For our AI Image Captioner app, we need to set up environment variables for the Hugging Face and Google Gemini API keys.

Next.js has built-in support for environment variables. Here's how to set them up:

  1. Create a file named .env.local in the root of your project.

  2. Add your API keys to this file:

     NEXT_PUBLIC_HF_ACCESS_TOKEN="your_huggingface_token_here"
     NEXT_PUBLIC_GEMINI_API_KEY="your_gemini_api_key_here"
    

Steps to Get a Hugging Face Token

  1. Visit the Hugging Face website: https://huggingface.co/

  2. If you don't have an account, click on "Sign Up" to create one.

  3. If you do, click "Login."Once logged in, click on your profile picture in the top-right corner.

  4. From the dropdown menu, select "Settings."In the left sidebar, click on "Access Tokens."

  5. Click on the "New token" button.

  6. Give your token a name (e.g., "AI Image Captioner") and select the appropriate permissions(You can give more permission as per your need).

  7. Click "Generate a token."Copy the generated token immediately". This is the only time you'll see it in full(Make sure to save it somewhere safe).

Steps to get Gemini Key

  1. Go to the Google AI Studio website here

  2. If you're not already signed in to a Google account, you'll be prompted to do so.

  3. Once signed in, you should see a page titled "API keys."

  4. Click on the "Create API key" button.

  5. A new API key will be generated. Copy this key immediately

  6. You can also give your API key a name for easier management.

HuggingFace Overview

Hugging Face is a company that has built a platform offering a variety of pre-trained models for natural language processing (NLP) tasks such as text generation, translation, sentiment analysis, and more. Hugging Face offers several libraries and tools like:

  • Datasets

  • Transformers

  • Tokenizers

  • Hugging Face Hub etc

Hugging Face Transformers APIs | Niklas Heidloff

But, today we are going to focus on Transformers Library. Their transformers library provides access to LLM models and makes it easy to integrate them into our applications.

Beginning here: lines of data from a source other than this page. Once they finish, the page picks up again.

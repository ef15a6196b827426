use crate::error::GeometryError;
use crate::math::predicates::signed_area;
use crate::math::Point2;

use super::circular_list::{CircularList, NodeId};
use super::edge::{Edge, VertexIndex};

/// Winding direction of a closed outline, in a Y-up coordinate system.
#[derive(Debug, Clone, Copy, PartialEq, Eq, Hash)]
pub enum Orientation {
    Clockwise,
    CounterClockwise,
}

impl Orientation {
    /// Orientation implied by the sign of a signed area.
    ///
    /// Zero area counts as counter-clockwise.
    #[must_use]
    pub fn from_signed_area(area: f64) -> Self {
        if area < 0.0 {
            Self::Clockwise
        } else {
            Self::CounterClockwise
        }
    }

    #[must_use]
    pub fn opposite(self) -> Self {
        match self {
            Self::Clockwise => Self::CounterClockwise,
            Self::CounterClockwise => Self::Clockwise,
        }
    }
}

/// A closed contour: a ring of edges and its orientation.
///
/// The orientation is derived from the edges and recomputed by every
/// method that edits them.
#[derive(Debug, Clone)]
pub struct Outline {
    edges: CircularList<Edge>,
    orientation: Orientation,
}

impl Outline {
    /// Builds the closed walk `loop[0] → loop[1] → … → loop[0]`.
    #[must_use]
    pub fn from_vertex_loop(indices: &[VertexIndex], vertices: &[Point2]) -> Self {
        let n = indices.len();
        let edges = (0..n)
            .map(|i| Edge::new(indices[i], indices[(i + 1) % n]))
            .collect();
        Self::from_edges(edges, vertices)
    }

    /// Wraps an existing edge ring.
    #[must_use]
    pub fn from_edges(edges: CircularList<Edge>, vertices: &[Point2]) -> Self {
        let mut outline = Self {
            edges,
            orientation: Orientation::CounterClockwise,
        };
        outline.recompute_orientation(vertices);
        outline
    }

    #[must_use]
    pub fn edges(&self) -> &CircularList<Edge> {
        &self.edges
    }

    #[must_use]
    pub fn orientation(&self) -> Orientation {
        self.orientation
    }

    #[must_use]
    pub fn len(&self) -> usize {
        self.edges.len()
    }

    #[must_use]
    pub fn is_empty(&self) -> bool {
        self.edges.is_empty()
    }

    /// The start vertex of every edge, in walk order.
    #[must_use]
    pub fn vertex_loop(&self) -> Vec<VertexIndex> {
        self.edges.iter().map(|e| e.first).collect()
    }

    /// The positions of [`Self::vertex_loop`].
    #[must_use]
    pub fn points(&self, vertices: &[Point2]) -> Vec<Point2> {
        self.edges
            .iter()
            .filter_map(|e| vertices.get(e.first as usize).copied())
            .collect()
    }

    #[must_use]
    pub fn signed_area(&self, vertices: &[Point2]) -> f64 {
        signed_area(&self.points(vertices))
    }

    /// Recomputes the orientation from the current edges.
    pub fn recompute_orientation(&mut self, vertices: &[Point2]) {
        self.orientation = Orientation::from_signed_area(self.signed_area(vertices));
    }

    /// Reverses the walk direction.
    pub fn reverse(&mut self, vertices: &[Point2]) {
        let reversed: Vec<Edge> = self.edges.iter().map(Edge::reversed).collect();
        self.edges = reversed.into_iter().rev().collect();
        self.recompute_orientation(vertices);
    }

    /// Appends an edge after the last one.
    pub fn push_edge(&mut self, edge: Edge, vertices: &[Point2]) -> NodeId {
        let node = self.edges.insert_last(edge);
        self.recompute_orientation(vertices);
        node
    }

    /// Splits the edge at `node` into `first → vertex → second`.
    ///
    /// Returns the node of the new second half.
    pub fn split_edge(
        &mut self,
        node: NodeId,
        vertex: VertexIndex,
        vertices: &[Point2],
    ) -> Option<NodeId> {
        let edge = *self.edges.get(node)?;
        if let Some(slot) = self.edges.get_mut(node) {
            slot.second = vertex;
        }
        let inserted = self.edges.insert_after(node, Edge::new(vertex, edge.second));
        self.recompute_orientation(vertices);
        inserted
    }

    /// Checks that the edges form one closed walk over valid, distinct vertices.
    ///
    /// # Errors
    ///
    /// Returns a [`GeometryError`] describing the first defect found.
    pub fn validate(&self, vertices: &[Point2]) -> Result<(), GeometryError> {
        if self.edges.len() < 3 {
            return Err(GeometryError::Degenerate(format!(
                "outline has {} edges",
                self.edges.len()
            )));
        }
        for id in self.edges.node_ids() {
            let (Some(edge), Some(next)) = (
                self.edges.get(id),
                self.edges.next(id).and_then(|n| self.edges.get(n)),
            ) else {
                return Err(GeometryError::OpenOutline);
            };
            for v in [edge.first, edge.second] {
                if v as usize >= vertices.len() {
                    return Err(GeometryError::VertexOutOfRange(v));
                }
            }
            if edge.is_degenerate()
                || vertices[edge.first as usize] == vertices[edge.second as usize]
            {
                return Err(GeometryError::ZeroLengthEdge {
                    first: edge.first,
                    second: edge.second,
                });
            }
            if edge.second != next.first {
                return Err(GeometryError::OpenOutline);
            }
        }
        Ok(())
    }
}

/// An outline taking part in a polygon join, with its walk bookkeeping.
#[derive(Debug, Clone)]
pub struct Contour {
    pub visited: bool,
    pub outline: Outline,
}

impl Contour {
    #[must_use]
    pub fn new(outline: Outline) -> Self {
        Self {
            visited: false,
            outline,
        }
    }
}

In simple terms, You can think of Hugging Face as a platform similar to npm, but specifically for large language models (LLMs) and other machine learning models. Just like npm is a package manager for JavaScript libraries and tools, Hugging Face provides a repository and tools for accessing, sharing, and managing machine learning models and datasets.

Gemini Overview

Google Gemini API: New developer and enterprise AI products

Google Gemini is a group of advanced AI models that can understand and process different types of information like text, code, audio, images, and video. Created by Google DeepMind, it works well on devices ranging from smartphones to powerful data centers. Gemini is designed to be a versatile AI assistant, helping with creative tasks, research, and productivity.

Building the Image Captioner Component

Let's create our main ImageCaptioner component. We'll break it down into sections:

File Upload with react-dropzone

We use react-dropzone to handle file uploads. It provides a simple interface for drag-and-drop or click-to-upload functionality.

import React from 'react'

function ImageCaptioner() {

const onDrop = useCallback((acceptedFiles: File[]) => {
  if (acceptedFiles && acceptedFiles[0]) {
    setImage(acceptedFiles[0]);
  }
}, []);

const { getRootProps, getInputProps, isDragActive } = useDropzone({ 
  onDrop, 
  accept: {
    'image/png': ['.png'],
    'image/jpeg': ['.jpg', '.jpeg'],
  } 
});
  return (
    <div>Caption</div>
  )
}

export default ImageCaptioner

Here, we set up a callback function called onDrop that springs into action when a file is uploaded. It checks if there's a valid file and, if so, sets it as our image. We then use the useDropzone hook to configure our upload area.

We tell it to use our onDrop function and specify that we only want to accept PNG and JPEG images – no surprises for our image captioning algorithm! The hook gives us some helpful properties like getRootProps and getInputProps, which we'll use to build our actual dropzone UI.

While our current return statement is just a placeholder, in the final version, we'll use these properties to create an interactive area where users can drag and drop their images or click to select a file. It's all about making the upload process as smooth as possible for our users!

Image to Text with HuggingFace

To create captions from an image, we need to use an AI model that reads images and converts them into text. For this, we'll use one of the HuggingFace model called blip-image-captioning-large. Now, to convert our images into text, we'll write a function to handle this task. First, let's define a few state variables.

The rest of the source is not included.